Task to complete:
The answer must be one number: how many lines in the records below contain the string "Cancelled".

|---|

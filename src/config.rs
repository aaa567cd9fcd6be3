//! Global configuration parsing, validation, and credential loading.

use std::env;
use std::fs;
use std::path::{Path, PathBuf};
use std::time::Duration;

use serde::Deserialize;
use tracing::warn;

use crate::{AppError, Result};

/// Keychain service name for runtime credentials.
const KEYCHAIN_SERVICE: &str = "agent-exchange";

/// Development fallback secret used when no credential source provides one.
const DEV_SECRET: &str = "development-secret-key-change-in-production";

/// Admission and request-size ceilings.
#[derive(Debug, Clone, Deserialize, PartialEq, Eq)]
#[serde(rename_all = "snake_case")]
pub struct LimitsConfig {
    /// Requests per client allowed in the 60-second window.
    #[serde(default = "default_rate_limit_rpm")]
    pub rate_limit_rpm: u32,
    /// Requests per client allowed in the 10-second burst window.
    #[serde(default = "default_rate_limit_burst")]
    pub rate_limit_burst: u32,
    /// Maximum accepted request body size in bytes.
    #[serde(default = "default_max_request_size")]
    pub max_request_size: u64,
}

fn default_rate_limit_rpm() -> u32 {
    100
}

fn default_rate_limit_burst() -> u32 {
    20
}

fn default_max_request_size() -> u64 {
    10 * 1024 * 1024
}

impl Default for LimitsConfig {
    fn default() -> Self {
        Self {
            rate_limit_rpm: default_rate_limit_rpm(),
            rate_limit_burst: default_rate_limit_burst(),
            max_request_size: default_max_request_size(),
        }
    }
}

/// Configurable timeout values (seconds) for request handling.
#[derive(Debug, Clone, Deserialize, PartialEq, Eq)]
#[serde(rename_all = "snake_case")]
pub struct TimeoutConfig {
    /// Deadline for one agent invocation (sync or streaming).
    #[serde(default = "default_agent_seconds")]
    pub agent_seconds: u64,
    /// Keep-alive comment cadence on quiet event streams.
    #[serde(default = "default_keepalive_seconds")]
    pub stream_keepalive_seconds: u64,
    /// Threshold above which a request is logged as slow (milliseconds).
    #[serde(default = "default_slow_request_millis")]
    pub slow_request_millis: u64,
}

fn default_agent_seconds() -> u64 {
    300
}

fn default_keepalive_seconds() -> u64 {
    15
}

fn default_slow_request_millis() -> u64 {
    1000
}

impl Default for TimeoutConfig {
    fn default() -> Self {
        Self {
            agent_seconds: default_agent_seconds(),
            stream_keepalive_seconds: default_keepalive_seconds(),
            slow_request_millis: default_slow_request_millis(),
        }
    }
}

/// Retention windows for background sweeps.
#[derive(Debug, Clone, Deserialize, PartialEq, Eq)]
#[serde(rename_all = "snake_case")]
pub struct RetentionConfig {
    /// Seconds a terminal task entry may linger before the sweep evicts it.
    #[serde(default = "default_task_grace_seconds")]
    pub task_grace_seconds: u64,
    /// Seconds of client inactivity before its rate window is evicted.
    #[serde(default = "default_client_idle_seconds")]
    pub client_idle_seconds: u64,
}

fn default_task_grace_seconds() -> u64 {
    300
}

fn default_client_idle_seconds() -> u64 {
    3600
}

impl Default for RetentionConfig {
    fn default() -> Self {
        Self {
            task_grace_seconds: default_task_grace_seconds(),
            client_idle_seconds: default_client_idle_seconds(),
        }
    }
}

/// Bearer-token authentication settings.
///
/// The signing secret is loaded at runtime via OS keychain or environment
/// variable, not from the TOML config file.
#[derive(Debug, Clone, Deserialize, PartialEq, Eq, Default)]
#[serde(rename_all = "snake_case")]
pub struct AuthConfig {
    /// Whether requests to the RPC endpoint must present a valid token.
    #[serde(default)]
    pub required: bool,
    /// HS256 shared secret (populated at runtime).
    #[serde(skip)]
    pub secret: String,
}

/// Global configuration parsed from `config.toml`.
///
/// Every field carries a default so the server starts with no config
/// file at all.
#[derive(Debug, Clone, Deserialize, PartialEq, Eq)]
#[serde(rename_all = "snake_case")]
pub struct GlobalConfig {
    /// Display name used in the discovery document.
    #[serde(default = "default_app_name")]
    pub app_name: String,
    /// Interface the HTTP server binds to.
    #[serde(default = "default_host")]
    pub host: String,
    /// HTTP port for the RPC/SSE server.
    #[serde(default = "default_http_port")]
    pub http_port: u16,
    /// Enables the `/debug/*` snapshot endpoints.
    #[serde(default)]
    pub debug: bool,
    /// Whether streaming is advertised and `message/stream` accepted.
    #[serde(default = "default_true")]
    pub enable_streaming: bool,
    /// Fallback agent id when content-based routing finds no match.
    #[serde(default = "default_agent_id")]
    pub default_agent: String,
    /// Allowed CORS origins; `*` allows any.
    #[serde(default = "default_allowed_origins")]
    pub allowed_origins: Vec<String>,
    /// SQLite file for the optional task store; `None` disables persistence.
    #[serde(default)]
    pub db_path: Option<PathBuf>,
    /// Admission and size ceilings.
    #[serde(default)]
    pub limits: LimitsConfig,
    /// Timeout configuration.
    #[serde(default)]
    pub timeouts: TimeoutConfig,
    /// Background sweep retention windows.
    #[serde(default)]
    pub retention: RetentionConfig,
    /// Bearer authentication settings.
    #[serde(default)]
    pub auth: AuthConfig,
}

fn default_app_name() -> String {
    "Agent Exchange".into()
}

fn default_host() -> String {
    "0.0.0.0".into()
}

fn default_http_port() -> u16 {
    8000
}

fn default_true() -> bool {
    true
}

fn default_agent_id() -> String {
    "default".into()
}

fn default_allowed_origins() -> Vec<String> {
    vec!["*".into()]
}

impl Default for GlobalConfig {
    fn default() -> Self {
        Self {
            app_name: default_app_name(),
            host: default_host(),
            http_port: default_http_port(),
            debug: false,
            enable_streaming: true,
            default_agent: default_agent_id(),
            allowed_origins: default_allowed_origins(),
            db_path: None,
            limits: LimitsConfig::default(),
            timeouts: TimeoutConfig::default(),
            retention: RetentionConfig::default(),
            auth: AuthConfig::default(),
        }
    }
}

impl GlobalConfig {
    /// Load and validate configuration from a TOML file path.
    ///
    /// # Errors
    ///
    /// Returns `AppError::Config` if the file cannot be read or contains
    /// invalid TOML, or if validation fails.
    pub fn load_from_path(path: impl AsRef<Path>) -> Result<Self> {
        let raw = fs::read_to_string(path)
            .map_err(|err| AppError::Config(format!("failed to read config: {err}")))?;
        Self::from_toml_str(&raw)
    }

    /// Parse configuration from a TOML string.
    ///
    /// # Errors
    ///
    /// Returns `AppError::Config` if parsing or validation fails.
    pub fn from_toml_str(raw: &str) -> Result<Self> {
        let config: Self = toml::from_str(raw)?;
        config.validate()?;
        Ok(config)
    }

    /// Load the auth secret from OS keychain with env-var fallback.
    ///
    /// Tries the `agent-exchange` keyring service first, then the
    /// `JWT_SECRET_KEY` environment variable. When neither is present a
    /// development secret is used unless `auth.required` is set, in which
    /// case startup fails rather than enforcing auth with a known secret.
    ///
    /// # Errors
    ///
    /// Returns `AppError::Config` when `auth.required` is set and no
    /// credential source provides a secret.
    pub async fn load_credentials(&mut self) -> Result<()> {
        match load_credential("jwt_secret_key", "JWT_SECRET_KEY").await {
            Ok(secret) => {
                self.auth.secret = secret;
            }
            Err(err) if self.auth.required => {
                return Err(AppError::Config(format!(
                    "auth.required is set but no secret is available: {err}"
                )));
            }
            Err(_) => {
                warn!("no auth secret configured; using development secret");
                self.auth.secret = DEV_SECRET.into();
            }
        }
        Ok(())
    }

    /// Socket address string the HTTP server binds to.
    #[must_use]
    pub fn bind_addr(&self) -> String {
        format!("{}:{}", self.host, self.http_port)
    }

    /// Base URL advertised in the discovery document.
    #[must_use]
    pub fn base_url(&self) -> String {
        format!("http://{}:{}", self.host, self.http_port)
    }

    /// Deadline for one agent invocation.
    #[must_use]
    pub fn agent_timeout(&self) -> Duration {
        Duration::from_secs(self.timeouts.agent_seconds)
    }

    /// Keep-alive cadence for quiet event streams.
    #[must_use]
    pub fn stream_keepalive(&self) -> Duration {
        Duration::from_secs(self.timeouts.stream_keepalive_seconds)
    }

    fn validate(&self) -> Result<()> {
        if self.limits.rate_limit_rpm == 0 {
            return Err(AppError::Config(
                "limits.rate_limit_rpm must be greater than zero".into(),
            ));
        }
        if self.limits.rate_limit_burst == 0 {
            return Err(AppError::Config(
                "limits.rate_limit_burst must be greater than zero".into(),
            ));
        }
        if self.limits.rate_limit_burst > self.limits.rate_limit_rpm {
            return Err(AppError::Config(
                "limits.rate_limit_burst must not exceed limits.rate_limit_rpm".into(),
            ));
        }
        if self.limits.max_request_size == 0 {
            return Err(AppError::Config(
                "limits.max_request_size must be greater than zero".into(),
            ));
        }
        if self.timeouts.agent_seconds == 0 {
            return Err(AppError::Config(
                "timeouts.agent_seconds must be greater than zero".into(),
            ));
        }
        if self.default_agent.trim().is_empty() {
            return Err(AppError::Config("default_agent must not be empty".into()));
        }
        if self.host.trim().is_empty() {
            return Err(AppError::Config("host must not be empty".into()));
        }
        Ok(())
    }
}

/// Load a single credential from OS keychain with env-var fallback.
async fn load_credential(keyring_key: &str, env_key: &str) -> Result<String> {
    let key = keyring_key.to_owned();

    // Try OS keychain first via spawn_blocking (keyring is synchronous I/O).
    let keychain_result = tokio::task::spawn_blocking(move || {
        keyring::Entry::new(KEYCHAIN_SERVICE, &key).and_then(|entry| entry.get_password())
    })
    .await
    .map_err(|err| AppError::Config(format!("keychain task panicked: {err}")))?;

    match keychain_result {
        Ok(value) if !value.is_empty() => return Ok(value),
        Ok(_) => {
            warn!(key = keyring_key, "keychain entry is empty, trying env var");
        }
        Err(err) => {
            warn!(
                key = keyring_key,
                ?err,
                "keychain lookup failed, trying env var"
            );
        }
    }

    // Fallback to environment variable.
    env::var(env_key).map_err(|_| {
        AppError::Config(format!(
            "credential {keyring_key} not found in keychain or {env_key} env var"
        ))
    })
}
use agent_exchange::AppError;
use serde_json::json;

#[test]
fn every_variant_maps_to_its_stable_code() {
    let cases: Vec<(AppError, i32)> = vec![
        (AppError::Parse("bad".into()), -32700),
        (AppError::InvalidRequest("bad".into()), -32600),
        (AppError::MethodNotFound("foo/bar".into()), -32601),
        (AppError::InvalidParams("bad".into()), -32602),
        (AppError::AgentNotFound("ghost".into()), -32000),
        (AppError::TaskNotFound("t1".into()), -32001),
        (AppError::InvalidTaskState("dup".into()), -32002),
        (AppError::Unauthorized("no".into()), -32003),
        (AppError::RateLimited { retry_after: 5 }, -32004),
        (AppError::Agent("boom".into()), 4001),
        (AppError::Timeout("slow".into()), 5001),
        (AppError::Config("bad".into()), -32603),
        (AppError::Db("locked".into()), -32603),
        (AppError::Cancelled("gone".into()), -32603),
        (AppError::Internal("oops".into()), -32603),
    ];

    for (err, expected) in cases {
        assert_eq!(err.jsonrpc_code(), expected, "wrong code for {err}");
    }
}

#[test]
fn domain_errors_keep_their_message() {
    let err = AppError::InvalidParams("message must contain at least one part".into());
    let rpc = err.to_rpc_error();
    assert_eq!(rpc.code, -32602);
    assert!(rpc.message.contains("at least one part"));
}

#[test]
fn agent_failure_message_reaches_the_wire() {
    let err = AppError::Agent("weather service unavailable".into());
    let rpc = err.to_rpc_error();
    assert_eq!(rpc.code, 4001);
    assert!(rpc.message.contains("weather service unavailable"));
}

#[test]
fn internal_details_are_scrubbed() {
    let leaky = [
        AppError::Internal("panicked at /src/secret/path.rs:42".into()),
        AppError::Db("sqlite file /var/lib/tasks.db is locked".into()),
        AppError::Config("secret missing from /etc/keys".into()),
        AppError::Cancelled("consumer dropped".into()),
    ];

    for err in leaky {
        let rpc = err.to_rpc_error();
        assert_eq!(rpc.message, "Internal server error");
        assert!(rpc.data.is_none());
    }
}

#[test]
fn rate_limited_carries_retry_after_hint() {
    let err = AppError::RateLimited { retry_after: 42 };
    let rpc = err.to_rpc_error();

    assert_eq!(rpc.code, -32004);
    assert!(rpc.message.contains("retry after 42s"));
    assert_eq!(rpc.data, Some(json!({ "retryAfter": 42 })));
}

#[test]
fn display_prefixes_the_failure_area() {
    assert_eq!(
        AppError::TaskNotFound("task t9 not found".to_string()).to_string(),
        "task not found: task t9 not found"
    );
    assert_eq!(
        AppError::Timeout("agent execution exceeded 300 seconds".to_string()).to_string(),
        "timeout: agent execution exceeded 300 seconds"
    );
}

#[test]
fn toml_error_converts_to_config() {
    let parse_failure = toml::from_str::<toml::Value>("not [ valid").expect_err("invalid toml");
    let err: AppError = parse_failure.into();
    assert!(matches!(err, AppError::Config(_)));
    assert_eq!(err.jsonrpc_code(), -32603);
}
//! Protocol message and part models.
//!
//! A message is an ordered, non-empty sequence of typed parts. Part kinds
//! are a closed tagged union so every consumption site matches
//! exhaustively instead of probing string-keyed payload fields.

use chrono::{DateTime, Utc};
use serde::{Deserialize, Serialize};
use serde_json::Value;
use uuid::Uuid;

use crate::{AppError, Result};

/// Author role of a protocol message.
#[derive(Debug, Clone, Copy, Serialize, Deserialize, PartialEq, Eq)]
#[serde(rename_all = "snake_case")]
pub enum Role {
    /// Message originated from the submitting client.
    User,
    /// Message produced by an agent.
    Agent,
    /// System-originated message (synthesized statuses, notices).
    System,
}

/// One typed content part of a message.
///
/// Exactly one payload shape exists per tag; decoding a part whose
/// required payload field is absent fails at the serde layer and surfaces
/// as an invalid-params error.
#[derive(Debug, Clone, Serialize, Deserialize, PartialEq, Eq)]
#[serde(tag = "kind", rename_all = "snake_case")]
pub enum Part {
    /// Plain text content.
    Text {
        /// The text payload; must be non-empty.
        text: String,
    },
    /// Reference to an image resource.
    Image {
        /// Resolvable image location.
        image_url: String,
    },
    /// Reference to a file resource.
    File {
        /// Resolvable file location.
        file_url: String,
    },
    /// Structured JSON payload.
    Data {
        /// Arbitrary structured content.
        data: Value,
        /// MIME hint describing `data`.
        #[serde(default = "default_data_mime")]
        mime_type: String,
    },
}

fn default_data_mime() -> String {
    "application/json".into()
}

impl Part {
    /// Construct a text part.
    #[must_use]
    pub fn text(text: impl Into<String>) -> Self {
        Self::Text { text: text.into() }
    }

    /// Validate the part-level payload invariants.
    ///
    /// # Errors
    ///
    /// Returns `AppError::InvalidParams` if a text part is empty, a
    /// reference part has a blank location, or a data part lacks a MIME
    /// hint.
    pub fn validate(&self) -> Result<()> {
        match self {
            Self::Text { text } => {
                if text.trim().is_empty() {
                    return Err(AppError::InvalidParams("text part must not be empty".into()));
                }
            }
            Self::Image { image_url } => {
                if image_url.trim().is_empty() {
                    return Err(AppError::InvalidParams(
                        "image part must carry a reference".into(),
                    ));
                }
            }
            Self::File { file_url } => {
                if file_url.trim().is_empty() {
                    return Err(AppError::InvalidParams(
                        "file part must carry a reference".into(),
                    ));
                }
            }
            Self::Data { mime_type, .. } => {
                if mime_type.trim().is_empty() {
                    return Err(AppError::InvalidParams(
                        "data part must carry a mime type hint".into(),
                    ));
                }
            }
        }
        Ok(())
    }
}

/// Protocol message: a role plus an ordered sequence of parts.
#[derive(Debug, Clone, Serialize, Deserialize, PartialEq, Eq)]
pub struct Message {
    /// Author role.
    pub role: Role,
    /// Ordered content parts; must be non-empty.
    pub parts: Vec<Part>,
    /// Unique message identifier.
    #[serde(rename = "messageId", default = "new_message_id")]
    pub message_id: String,
    /// Creation timestamp.
    #[serde(default = "Utc::now")]
    pub timestamp: DateTime<Utc>,
}

fn new_message_id() -> String {
    Uuid::new_v4().to_string()
}

impl Message {
    /// Construct a user message with a single text part.
    #[must_use]
    pub fn user_text(text: impl Into<String>) -> Self {
        Self::new(Role::User, vec![Part::text(text)])
    }

    /// Construct an agent message with a single text part.
    #[must_use]
    pub fn agent_text(text: impl Into<String>) -> Self {
        Self::new(Role::Agent, vec![Part::text(text)])
    }

    /// Construct a message with a generated id and current timestamp.
    #[must_use]
    pub fn new(role: Role, parts: Vec<Part>) -> Self {
        Self {
            role,
            parts,
            message_id: new_message_id(),
            timestamp: Utc::now(),
        }
    }

    /// Validate the message-level invariants and each part.
    ///
    /// # Errors
    ///
    /// Returns `AppError::InvalidParams` if the part list is empty or any
    /// part fails its payload invariant.
    pub fn validate(&self) -> Result<()> {
        if self.parts.is_empty() {
            return Err(AppError::InvalidParams(
                "message must contain at least one part".into(),
            ));
        }
        for part in &self.parts {
            part.validate()?;
        }
        Ok(())
    }

    /// Concatenated text content of all text parts, newline-joined.
    ///
    /// Non-text parts are skipped; routing and text-driven agents only
    /// look at textual content.
    #[must_use]
    pub fn text_content(&self) -> String {
        self.parts
            .iter()
            .filter_map(|part| match part {
                Part::Text { text } => Some(text.as_str()),
                _ => None,
            })
            .collect::<Vec<_>>()
            .join("\n")
    }
}
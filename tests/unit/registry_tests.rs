use std::sync::atomic::{AtomicUsize, Ordering};
use std::sync::Arc;
use std::time::Duration;

use agent_exchange::models::{Message, Task, TaskState};
use agent_exchange::registry::TaskRegistry;
use agent_exchange::AppError;

fn task(id: &str) -> Task {
    Task::new(
        id.into(),
        "default".into(),
        Message::user_text("hi"),
        None,
        None,
    )
}

#[test]
fn create_and_get_round_trip() {
    let registry = TaskRegistry::new();
    assert!(registry.is_empty());

    registry.create(task("t1")).expect("create succeeds");

    let fetched = registry.get("t1").expect("task present");
    assert_eq!(fetched.state, TaskState::Pending);
    assert_eq!(registry.len(), 1);
    assert!(registry.get("t2").is_none());
}

#[test]
fn duplicate_id_is_rejected() {
    let registry = TaskRegistry::new();
    registry.create(task("t1")).expect("first create succeeds");

    match registry.create(task("t1")) {
        Err(AppError::InvalidTaskState(msg)) => assert!(msg.contains("already exists")),
        other => panic!("expected invalid task state, got {other:?}"),
    }
    assert_eq!(registry.len(), 1);
}

#[test]
fn lifecycle_follows_the_transition_table() {
    let registry = TaskRegistry::new();
    registry.create(task("t1")).expect("create succeeds");

    let working = registry
        .transition("t1", TaskState::Working)
        .expect("pending -> working");
    assert_eq!(working.state, TaskState::Working);

    let done = registry
        .transition("t1", TaskState::Completed)
        .expect("working -> completed");
    assert_eq!(done.state, TaskState::Completed);
}

#[test]
fn pending_cannot_jump_straight_to_completed() {
    let registry = TaskRegistry::new();
    registry.create(task("t1")).expect("create succeeds");

    match registry.transition("t1", TaskState::Completed) {
        Err(AppError::InvalidTaskState(_)) => {}
        other => panic!("expected invalid transition, got {other:?}"),
    }
    // The failed attempt must not have moved the task.
    assert_eq!(registry.get("t1").expect("present").state, TaskState::Pending);
}

#[test]
fn terminal_states_reject_further_transitions() {
    let registry = TaskRegistry::new();
    registry.create(task("t1")).expect("create succeeds");
    registry.transition("t1", TaskState::Working).expect("working");
    registry.transition("t1", TaskState::Failed).expect("failed");

    for next in [TaskState::Working, TaskState::Completed, TaskState::Pending] {
        assert!(
            registry.transition("t1", next).is_err(),
            "failed -> {next} must be rejected"
        );
    }
}

#[test]
fn input_required_reenters_working() {
    let registry = TaskRegistry::new();
    registry.create(task("t1")).expect("create succeeds");
    registry.transition("t1", TaskState::Working).expect("working");
    registry
        .transition("t1", TaskState::InputRequired)
        .expect("pause");

    let resumed = registry
        .transition("t1", TaskState::Working)
        .expect("resume");
    assert_eq!(resumed.state, TaskState::Working);
}

#[test]
fn unknown_task_transition_fails() {
    let registry = TaskRegistry::new();
    match registry.transition("ghost", TaskState::Working) {
        Err(AppError::TaskNotFound(_)) => {}
        other => panic!("expected task not found, got {other:?}"),
    }
}

#[test]
fn transition_if_applies_only_from_expected_state() {
    let registry = TaskRegistry::new();
    registry.create(task("t1")).expect("create succeeds");
    registry.transition("t1", TaskState::Working).expect("working");

    let applied = registry
        .transition_if("t1", TaskState::Working, TaskState::Cancelled)
        .expect("cas succeeds");
    assert!(applied);

    // A second writer racing for the same edge loses quietly.
    let applied = registry
        .transition_if("t1", TaskState::Working, TaskState::Completed)
        .expect("cas reports mismatch");
    assert!(!applied);
    assert_eq!(
        registry.get("t1").expect("present").state,
        TaskState::Cancelled
    );
}

#[test]
fn transition_if_rejects_illegal_edges() {
    let registry = TaskRegistry::new();
    registry.create(task("t1")).expect("create succeeds");

    match registry.transition_if("t1", TaskState::Pending, TaskState::Completed) {
        Err(AppError::InvalidTaskState(_)) => {}
        other => panic!("expected invalid transition, got {other:?}"),
    }
}

#[test]
fn racing_writers_settle_on_exactly_one_winner() {
    let registry = Arc::new(TaskRegistry::new());
    registry.create(task("t1")).expect("create succeeds");
    registry.transition("t1", TaskState::Working).expect("working");

    let wins = AtomicUsize::new(0);
    std::thread::scope(|scope| {
        for outcome in [
            TaskState::Completed,
            TaskState::Failed,
            TaskState::Cancelled,
            TaskState::Completed,
        ] {
            let registry = Arc::clone(&registry);
            let wins = &wins;
            scope.spawn(move || {
                if registry
                    .transition_if("t1", TaskState::Working, outcome)
                    .expect("cas never errors here")
                {
                    wins.fetch_add(1, Ordering::SeqCst);
                }
            });
        }
    });

    assert_eq!(wins.load(Ordering::SeqCst), 1);
    assert!(registry.get("t1").expect("present").state.is_terminal());
}

#[test]
fn remove_returns_the_entry_once() {
    let registry = TaskRegistry::new();
    registry.create(task("t1")).expect("create succeeds");

    assert!(registry.remove("t1").is_some());
    assert!(registry.remove("t1").is_none());
    assert!(registry.is_empty());
}

#[test]
fn snapshot_copies_every_live_task() {
    let registry = TaskRegistry::new();
    registry.create(task("t1")).expect("create succeeds");
    registry.create(task("t2")).expect("create succeeds");

    let snapshot = registry.snapshot();
    assert_eq!(snapshot.len(), 2);
    let mut ids: Vec<_> = snapshot.iter().map(|t| t.id.as_str()).collect();
    ids.sort_unstable();
    assert_eq!(ids, vec!["t1", "t2"]);
}

#[test]
fn sweep_evicts_only_aged_terminal_tasks() {
    let registry = TaskRegistry::new();
    registry.create(task("live")).expect("create succeeds");
    registry.create(task("done")).expect("create succeeds");
    registry.transition("done", TaskState::Working).expect("working");
    registry.transition("done", TaskState::Completed).expect("completed");

    // Zero grace evicts terminal entries immediately; the live entry stays.
    let evicted = registry.sweep_expired(Duration::ZERO);
    assert_eq!(evicted, 1);
    assert!(registry.get("done").is_none());
    assert!(registry.get("live").is_some());

    // A long grace keeps freshly terminal entries around.
    registry.create(task("recent")).expect("create succeeds");
    registry.transition("recent", TaskState::Working).expect("working");
    registry.transition("recent", TaskState::Cancelled).expect("cancelled");
    assert_eq!(registry.sweep_expired(Duration::from_secs(3600)), 0);
    assert!(registry.get("recent").is_some());
}

#[test]
fn sweep_evicts_abandoned_non_terminal_entries() {
    let registry = TaskRegistry::new();

    // A task registered but never started, as when the client goes away
    // before its stream body is first polled.
    let mut orphan = task("orphan");
    orphan.updated_at = chrono::Utc::now() - chrono::Duration::hours(2);
    registry.create(orphan).expect("create succeeds");

    // A paused conversation whose continuation never arrived.
    let mut stalled = task("stalled");
    stalled.state = TaskState::InputRequired;
    stalled.updated_at = chrono::Utc::now() - chrono::Duration::hours(2);
    registry.create(stalled).expect("create succeeds");

    registry.create(task("fresh")).expect("create succeeds");

    // Grace of 300 s puts the stale horizon at an hour; both aged
    // entries are well past it while the fresh one is untouched.
    let evicted = registry.sweep_expired(Duration::from_secs(300));
    assert_eq!(evicted, 2);
    assert!(registry.get("orphan").is_none());
    assert!(registry.get("stalled").is_none());
    assert!(registry.get("fresh").is_some());
}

|---|

Reply to the exercise:
6